* Exercise *
Will you quote precisely the lines that run from the top of the material below to the line containing "initialize the o200k_base", both ends included?

-------- Entries shown

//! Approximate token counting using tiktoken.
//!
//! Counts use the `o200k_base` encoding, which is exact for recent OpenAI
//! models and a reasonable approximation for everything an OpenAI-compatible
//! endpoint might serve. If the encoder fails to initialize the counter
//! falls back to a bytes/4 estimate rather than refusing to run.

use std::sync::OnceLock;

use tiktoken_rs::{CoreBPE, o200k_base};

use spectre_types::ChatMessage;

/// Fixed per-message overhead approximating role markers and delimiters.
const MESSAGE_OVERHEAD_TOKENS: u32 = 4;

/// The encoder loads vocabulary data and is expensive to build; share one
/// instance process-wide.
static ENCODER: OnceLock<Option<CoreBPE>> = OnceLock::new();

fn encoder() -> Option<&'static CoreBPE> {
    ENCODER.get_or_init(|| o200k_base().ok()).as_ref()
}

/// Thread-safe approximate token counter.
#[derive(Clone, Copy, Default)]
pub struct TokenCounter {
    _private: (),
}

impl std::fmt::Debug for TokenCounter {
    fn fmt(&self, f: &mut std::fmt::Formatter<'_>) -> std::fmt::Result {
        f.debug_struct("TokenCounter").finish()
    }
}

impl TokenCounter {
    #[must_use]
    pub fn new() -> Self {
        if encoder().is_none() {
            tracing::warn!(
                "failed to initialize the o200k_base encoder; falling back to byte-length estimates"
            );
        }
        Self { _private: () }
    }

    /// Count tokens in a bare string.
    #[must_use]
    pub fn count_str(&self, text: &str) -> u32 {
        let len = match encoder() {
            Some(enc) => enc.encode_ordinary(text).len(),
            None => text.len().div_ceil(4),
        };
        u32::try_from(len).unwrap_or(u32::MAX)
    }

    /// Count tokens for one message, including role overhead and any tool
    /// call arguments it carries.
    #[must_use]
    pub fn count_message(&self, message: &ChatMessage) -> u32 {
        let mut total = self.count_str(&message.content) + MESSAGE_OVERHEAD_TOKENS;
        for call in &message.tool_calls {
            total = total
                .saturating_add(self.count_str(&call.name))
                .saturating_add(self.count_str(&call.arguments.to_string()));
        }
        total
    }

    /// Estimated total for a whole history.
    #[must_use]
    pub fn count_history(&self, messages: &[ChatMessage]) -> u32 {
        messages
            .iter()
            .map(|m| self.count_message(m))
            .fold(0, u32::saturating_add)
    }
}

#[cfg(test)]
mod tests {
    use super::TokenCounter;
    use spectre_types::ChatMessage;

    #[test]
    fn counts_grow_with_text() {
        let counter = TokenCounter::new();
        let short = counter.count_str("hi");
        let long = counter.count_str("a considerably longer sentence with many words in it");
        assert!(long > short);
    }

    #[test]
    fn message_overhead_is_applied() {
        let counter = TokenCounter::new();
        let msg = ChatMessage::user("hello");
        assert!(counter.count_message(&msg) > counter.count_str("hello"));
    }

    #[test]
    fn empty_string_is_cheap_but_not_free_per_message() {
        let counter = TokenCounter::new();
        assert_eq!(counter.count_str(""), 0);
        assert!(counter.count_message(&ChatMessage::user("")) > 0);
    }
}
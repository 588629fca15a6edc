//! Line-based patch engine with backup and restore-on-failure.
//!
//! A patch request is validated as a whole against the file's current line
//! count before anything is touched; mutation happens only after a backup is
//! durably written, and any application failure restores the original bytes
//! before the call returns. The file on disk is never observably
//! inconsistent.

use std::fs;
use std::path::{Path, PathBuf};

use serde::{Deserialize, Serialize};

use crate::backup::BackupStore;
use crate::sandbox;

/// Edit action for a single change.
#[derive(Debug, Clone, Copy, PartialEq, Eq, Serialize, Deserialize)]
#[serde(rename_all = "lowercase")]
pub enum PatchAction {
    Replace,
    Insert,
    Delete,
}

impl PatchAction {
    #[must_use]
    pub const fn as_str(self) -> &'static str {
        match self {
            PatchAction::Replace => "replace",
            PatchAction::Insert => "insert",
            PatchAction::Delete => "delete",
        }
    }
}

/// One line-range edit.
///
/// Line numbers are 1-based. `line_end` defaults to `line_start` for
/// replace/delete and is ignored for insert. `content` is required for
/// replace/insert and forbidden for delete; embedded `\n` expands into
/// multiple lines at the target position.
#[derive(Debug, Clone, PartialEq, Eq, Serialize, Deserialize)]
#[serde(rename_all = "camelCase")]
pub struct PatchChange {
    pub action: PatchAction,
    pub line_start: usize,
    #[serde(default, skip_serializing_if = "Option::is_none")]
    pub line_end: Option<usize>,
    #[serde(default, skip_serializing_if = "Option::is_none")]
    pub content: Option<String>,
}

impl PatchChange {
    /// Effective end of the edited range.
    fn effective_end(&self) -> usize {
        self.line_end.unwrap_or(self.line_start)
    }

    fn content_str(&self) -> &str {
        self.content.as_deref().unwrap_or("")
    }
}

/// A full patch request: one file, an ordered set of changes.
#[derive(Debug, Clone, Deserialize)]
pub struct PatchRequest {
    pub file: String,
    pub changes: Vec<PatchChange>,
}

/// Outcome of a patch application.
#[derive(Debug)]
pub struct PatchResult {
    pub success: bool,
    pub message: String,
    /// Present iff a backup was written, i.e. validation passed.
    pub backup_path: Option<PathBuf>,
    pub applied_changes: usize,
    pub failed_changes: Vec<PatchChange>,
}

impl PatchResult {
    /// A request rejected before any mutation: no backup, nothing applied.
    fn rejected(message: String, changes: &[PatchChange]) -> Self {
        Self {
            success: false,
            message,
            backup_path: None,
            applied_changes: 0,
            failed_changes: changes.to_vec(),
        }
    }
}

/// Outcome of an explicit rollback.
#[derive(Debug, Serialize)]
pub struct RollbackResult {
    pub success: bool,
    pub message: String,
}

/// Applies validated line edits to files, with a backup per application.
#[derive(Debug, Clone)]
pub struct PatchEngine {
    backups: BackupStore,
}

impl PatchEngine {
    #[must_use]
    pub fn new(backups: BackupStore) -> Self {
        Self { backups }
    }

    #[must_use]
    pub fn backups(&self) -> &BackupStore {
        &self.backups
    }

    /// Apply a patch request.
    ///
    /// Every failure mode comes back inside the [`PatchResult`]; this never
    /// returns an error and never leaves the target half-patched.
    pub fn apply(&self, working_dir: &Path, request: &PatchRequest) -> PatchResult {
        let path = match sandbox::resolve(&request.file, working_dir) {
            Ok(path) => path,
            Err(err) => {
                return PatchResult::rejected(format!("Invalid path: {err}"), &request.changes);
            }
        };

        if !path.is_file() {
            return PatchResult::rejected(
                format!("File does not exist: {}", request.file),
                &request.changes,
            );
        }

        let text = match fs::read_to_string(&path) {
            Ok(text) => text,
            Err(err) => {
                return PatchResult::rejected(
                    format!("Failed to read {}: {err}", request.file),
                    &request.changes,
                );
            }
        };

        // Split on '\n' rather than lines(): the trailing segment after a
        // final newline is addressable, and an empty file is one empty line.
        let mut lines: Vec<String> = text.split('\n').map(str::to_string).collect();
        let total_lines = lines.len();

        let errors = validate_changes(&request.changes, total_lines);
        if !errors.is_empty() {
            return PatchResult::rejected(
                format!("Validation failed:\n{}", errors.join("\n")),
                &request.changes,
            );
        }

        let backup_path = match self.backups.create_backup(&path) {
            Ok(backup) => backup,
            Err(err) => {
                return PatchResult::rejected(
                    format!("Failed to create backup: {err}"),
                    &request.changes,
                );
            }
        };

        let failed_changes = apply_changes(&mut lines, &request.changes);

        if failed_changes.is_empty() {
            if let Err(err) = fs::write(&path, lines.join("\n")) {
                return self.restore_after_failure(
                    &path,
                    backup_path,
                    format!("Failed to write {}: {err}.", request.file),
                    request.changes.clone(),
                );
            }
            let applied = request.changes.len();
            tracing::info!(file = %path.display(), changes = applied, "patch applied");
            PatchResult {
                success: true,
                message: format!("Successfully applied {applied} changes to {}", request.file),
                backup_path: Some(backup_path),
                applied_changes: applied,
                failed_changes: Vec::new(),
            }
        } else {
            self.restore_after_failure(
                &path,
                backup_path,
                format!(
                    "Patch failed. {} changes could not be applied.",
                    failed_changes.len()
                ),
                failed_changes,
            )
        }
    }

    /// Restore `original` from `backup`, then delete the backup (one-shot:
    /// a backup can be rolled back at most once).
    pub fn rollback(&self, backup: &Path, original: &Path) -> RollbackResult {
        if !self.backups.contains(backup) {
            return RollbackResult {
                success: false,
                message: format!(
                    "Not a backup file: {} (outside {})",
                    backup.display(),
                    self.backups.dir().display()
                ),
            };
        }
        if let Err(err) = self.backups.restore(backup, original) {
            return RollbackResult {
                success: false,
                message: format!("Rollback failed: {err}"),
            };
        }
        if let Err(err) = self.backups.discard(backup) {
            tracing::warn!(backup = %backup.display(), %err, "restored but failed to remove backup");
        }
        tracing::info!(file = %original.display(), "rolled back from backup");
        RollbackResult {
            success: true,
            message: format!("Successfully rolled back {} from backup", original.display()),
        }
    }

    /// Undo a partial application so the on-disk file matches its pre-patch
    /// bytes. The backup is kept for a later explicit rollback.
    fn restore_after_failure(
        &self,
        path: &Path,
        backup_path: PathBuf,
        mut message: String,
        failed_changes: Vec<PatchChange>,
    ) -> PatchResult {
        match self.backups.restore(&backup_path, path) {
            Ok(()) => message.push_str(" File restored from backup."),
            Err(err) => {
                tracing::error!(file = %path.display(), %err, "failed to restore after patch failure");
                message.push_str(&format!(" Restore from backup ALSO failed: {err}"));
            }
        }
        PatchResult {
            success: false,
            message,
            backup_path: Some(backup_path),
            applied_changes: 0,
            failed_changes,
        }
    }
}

----------------

* Answer *
//! Approximate token counting using tiktoken.
//!
//! Counts use the `o200k_base` encoding, which is exact for recent OpenAI
//! models and a reasonable approximation for everything an OpenAI-compatible
//! endpoint might serve. If the encoder fails to initialize the counter
//! falls back to a bytes/4 estimate rather than refusing to run.

use std::sync::OnceLock;

use tiktoken_rs::{CoreBPE, o200k_base};

use spectre_types::ChatMessage;

/// Fixed per-message overhead approximating role markers and delimiters.
const MESSAGE_OVERHEAD_TOKENS: u32 = 4;

/// The encoder loads vocabulary data and is expensive to build; share one
/// instance process-wide.
static ENCODER: OnceLock<Option<CoreBPE>> = OnceLock::new();

fn encoder() -> Option<&'static CoreBPE> {
    ENCODER.get_or_init(|| o200k_base().ok()).as_ref()
}

/// Thread-safe approximate token counter.
#[derive(Clone, Copy, Default)]
pub struct TokenCounter {
    _private: (),
}

impl std::fmt::Debug for TokenCounter {
    fn fmt(&self, f: &mut std::fmt::Formatter<'_>) -> std::fmt::Result {
        f.debug_struct("TokenCounter").finish()
    }
}

impl TokenCounter {
    #[must_use]
    pub fn new() -> Self {
        if encoder().is_none() {
            tracing::warn!(
                "failed to initialize the o200k_base encoder; falling back to byte-length estimates"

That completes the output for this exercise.